The latest grant for Andrea Cherrington, M.D., is $21.7 million over five years from the National Institute on Minority Health and Health Disparities to improve chronic disease outcomes for Black Americans in the Deep South.

The undue burden of obesity, diabetes and hypertension in the Deep South is a focus for the 2021 Marchase Award winner, Andrea Cherrington, M.D. The award celebrates and encourages interdisciplinary work at the University of Alabama at Birmingham.

For Cherrington, interdisciplinary not only includes researchers across the schools and departments of UAB, but also envelops the lives and communities of people in rural areas across Alabama, Mississippi and Louisiana. Her latest effort to reduce health disparities and improve chronic disease outcomes — the Deep South Center to Reduce Disparities in Chronic Diseases — is funded by a newly awarded, five-year $21.7 million grant from the National Institute on Minority Health and Health Disparities. The grant is led by Cherrington, along with principal investigators Gareth Dutton, Ph.D., Orlando Gutierrez, M.D., and Monica Baskin, Ph.D.

Its goal? Prevent, treat and manage cardiometabolic diseases among racial minorities — primarily Black Americans — and low-income populations who suffer disproportionately from these diseases.

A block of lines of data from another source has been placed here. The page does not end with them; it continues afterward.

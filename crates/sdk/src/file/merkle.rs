//! Merkle roots over segment hashes.

use std::fmt;

use cess_types::{Hash256, blake2_256};
use rs_merkle::{Hasher, MerkleProof, MerkleTree};

/// Builds a commitment over ordered leaves.
pub trait MerkleBuilder: Send + Sync + fmt::Debug {
    /// Root over `leaves`, or `None` when there are none.
    fn root(&self, leaves: &[Hash256]) -> Option<Hash256>;
}

/// BLAKE2b-256 hasher for `rs_merkle`.
#[derive(Debug, Clone, Copy)]
pub struct Blake2Hasher;

impl Hasher for Blake2Hasher {
    type Hash = Hash256;

    fn hash(data: &[u8]) -> Self::Hash {
        blake2_256(data)
    }
}

/// Binary BLAKE2b-256 merkle tree.
#[derive(Debug, Clone, Copy, Default)]
pub struct Blake2MerkleBuilder;

impl Blake2MerkleBuilder {
    /// Serialized inclusion proof for the leaves at `indices`.
    #[must_use]
    pub fn proof(&self, leaves: &[Hash256], indices: &[usize]) -> Option<Vec<u8>> {
        if indices.iter().any(|&i| i >= leaves.len()) {
            return None;
        }
        Some(MerkleTree::<Blake2Hasher>::from_leaves(leaves).proof(indices).to_bytes())
    }

    /// Checks a proof produced by [`proof`](Self::proof).
    #[must_use]
    pub fn verify(
        &self,
        root: Hash256,
        proof: &[u8],
        indices: &[usize],
        leaves: &[Hash256],
        total_leaves: usize,
    ) -> bool {
        MerkleProof::<Blake2Hasher>::from_bytes(proof)
            .is_ok_and(|proof| proof.verify(root, indices, leaves, total_leaves))
    }
}

impl MerkleBuilder for Blake2MerkleBuilder {
    fn root(&self, leaves: &[Hash256]) -> Option<Hash256> {
        MerkleTree::<Blake2Hasher>::from_leaves(leaves).root()
    }
}

#[cfg(test)]
#[allow(clippy::unwrap_used, clippy::expect_used, clippy::panic)]
mod tests {
    use super::*;

    fn leaves() -> Vec<Hash256> {
        [b"alpha".as_slice(), b"beta".as_slice(), b"gamma".as_slice(), b"delta".as_slice()]
            .into_iter()
            .map(blake2_256)
            .collect()
    }

    #[test]
    fn root_depends_on_order() {
        let builder = Blake2MerkleBuilder;
        let mut leaves = leaves();
        let root = builder.root(&leaves).unwrap();
        leaves.swap(0, 1);
        assert_ne!(builder.root(&leaves).unwrap(), root);
        assert!(builder.root(&[]).is_none());
    }

    #[test]
    fn single_leaf_root_is_the_leaf() {
        let leaf = blake2_256(b"only");
        assert_eq!(Blake2MerkleBuilder.root(&[leaf]), Some(leaf));
    }

    #[test]
    fn proofs_verify_and_tampering_fails() {
        let builder = Blake2MerkleBuilder;
        let leaves = leaves();
        let root = builder.root(&leaves).unwrap();
        let proof = builder.proof(&leaves, &[1, 3]).unwrap();
        let proven = [leaves[1], leaves[3]];
        assert!(builder.verify(root, &proof, &[1, 3], &proven, leaves.len()));

        let mut tampered = root;
        tampered[0] ^= 0xff;
        assert!(!builder.verify(tampered, &proof, &[1, 3], &proven, leaves.len()));
        assert!(builder.proof(&leaves, &[4]).is_none());
    }
}
//! End-to-end tests against a running chain node.
//!
//! Node endpoints are provided via the `CHAIN_ENDPOINTS` environment variable
//! (comma separated `ws://` or `wss://` URLs).
//!
//! When `CHAIN_ENDPOINTS` is not set, all tests skip gracefully so that
//! `cargo test --workspace` passes without a node.
//!
//! Runtime metadata decoding is supplied by the embedding application, so
//! these tests connect with a codec that yields an empty schema. That is
//! enough for health, block and raw storage reads.

#![allow(clippy::unwrap_used, clippy::expect_used, clippy::panic)]

use std::{sync::Arc, time::Duration};

use cess_sdk::{
    ChainClient, ClientConfig, Ed25519Signer, EventRecord, Metadata, RetryPolicy, Role, RuntimeCodec,
    SdkError, StorageAddress,
};

// ============================================================================
// External Node Helpers
// ============================================================================

/// Read `CHAIN_ENDPOINTS`. Returns `None` if not set.
fn require_external_node() -> Option<Vec<String>> {
    let raw = std::env::var("CHAIN_ENDPOINTS").ok()?;
    let endpoints: Vec<String> =
        raw.split(',').map(|e| e.trim().to_string()).filter(|e| !e.is_empty()).collect();

    if endpoints.is_empty() {
        return None;
    }

    Some(endpoints)
}

/// Skip macro: returns early if no external node is available.
macro_rules! require_node {
    () => {
        match require_external_node() {
            Some(eps) => eps,
            None => {
                eprintln!("CHAIN_ENDPOINTS not set, skipping SDK e2e test");
                return;
            },
        }
    };
}

/// Codec that accepts any metadata blob and knows no pallets.
#[derive(Debug)]
struct OpaqueCodec;

impl RuntimeCodec for OpaqueCodec {
    fn decode_metadata(&self, _bytes: &[u8]) -> cess_sdk::Result<Metadata> {
        Ok(Metadata::new(Vec::new()))
    }

    fn decode_events(&self, _metadata: &Metadata, _bytes: &[u8]) -> cess_sdk::Result<Vec<EventRecord>> {
        Err(SdkError::Encoding { message: "event decoding not available".to_owned() })
    }
}

async fn create_client(endpoints: &[String]) -> ChainClient {
    let config = ClientConfig::builder()
        .with_endpoints(endpoints.iter().cloned())
        .with_timeout(Duration::from_secs(10))
        .with_connect_timeout(Duration::from_secs(5))
        .with_retry_policy(
            RetryPolicy::builder()
                .with_max_attempts(3)
                .with_initial_backoff(Duration::from_millis(100))
                .with_max_backoff(Duration::from_secs(2))
                .build(),
        )
        .build()
        .expect("valid config");

    ChainClient::connect_ws(config, Arc::new(OpaqueCodec), Arc::new(Ed25519Signer::generate()))
        .await
        .expect("client creation")
}

// ============================================================================
// Tests
// ============================================================================

#[tokio::test]
async fn e2e_connects_and_probes() {
    let endpoints = require_node!();
    let client = create_client(&endpoints).await;

    assert!(client.is_healthy());
    assert!(client.health_check().await.unwrap());

    let handle = client.connection().current().unwrap();
    assert!(endpoints.contains(&handle.endpoint));
    assert!(handle.cache.runtime_version.spec_version > 0);
}

#[tokio::test]
async fn e2e_block_reads_are_consistent() {
    let endpoints = require_node!();
    let client = create_client(&endpoints).await;

    let genesis = client.query().block_hash(0).await.unwrap();
    assert_eq!(genesis, Some(client.connection().current().unwrap().cache.genesis_hash));

    let best = client.query().latest_block().await.unwrap();
    let hash = client.query().block_hash(best.number).await.unwrap();
    assert!(hash.is_some());
}

#[tokio::test]
async fn e2e_fresh_account_is_not_found() {
    let endpoints = require_node!();
    let client = create_client(&endpoints).await;

    let account = client.query_account(&client.account_id()).await;
    assert!(account.is_not_found(), "{account:?}");
    assert!(!client.is_registered(Role::Storage, &client.account_id()).await.unwrap());
}

#[tokio::test]
async fn e2e_block_number_storage_decodes() {
    let endpoints = require_node!();
    let client = create_client(&endpoints).await;

    let number = client.get_one::<u32>(&StorageAddress::new("System", "Number")).await;
    assert!(number.found().is_some_and(|n| n > 0));
}

#[tokio::test]
async fn e2e_unreachable_first_endpoint_fails_over() {
    let endpoints = require_node!();
    let mut with_dead = vec!["ws://127.0.0.1:1".to_owned()];
    with_dead.extend(endpoints.iter().cloned());

    let client = create_client(&with_dead).await;
    assert_ne!(client.connection().current().unwrap().endpoint, with_dead[0]);
}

This requires an interdisciplinary approach, as she will explain in her lecture for the 2021 Richard B. Marchase, Ph.D., Interdisciplinary Research Symposium at UAB, which begins Monday, Nov. 1, at 1:30 p.m. The symposium will also feature keynote speaker Rochelle Walensky, M.D., director of the Centers for Disease Control and Prevention, and a panel discussion led by infectious diseases experts Jeanne Marrazzo, M.D., and Michael Saag, M.D., both professors of medicine in the UAB Marnix E. Heersink School of Medicine.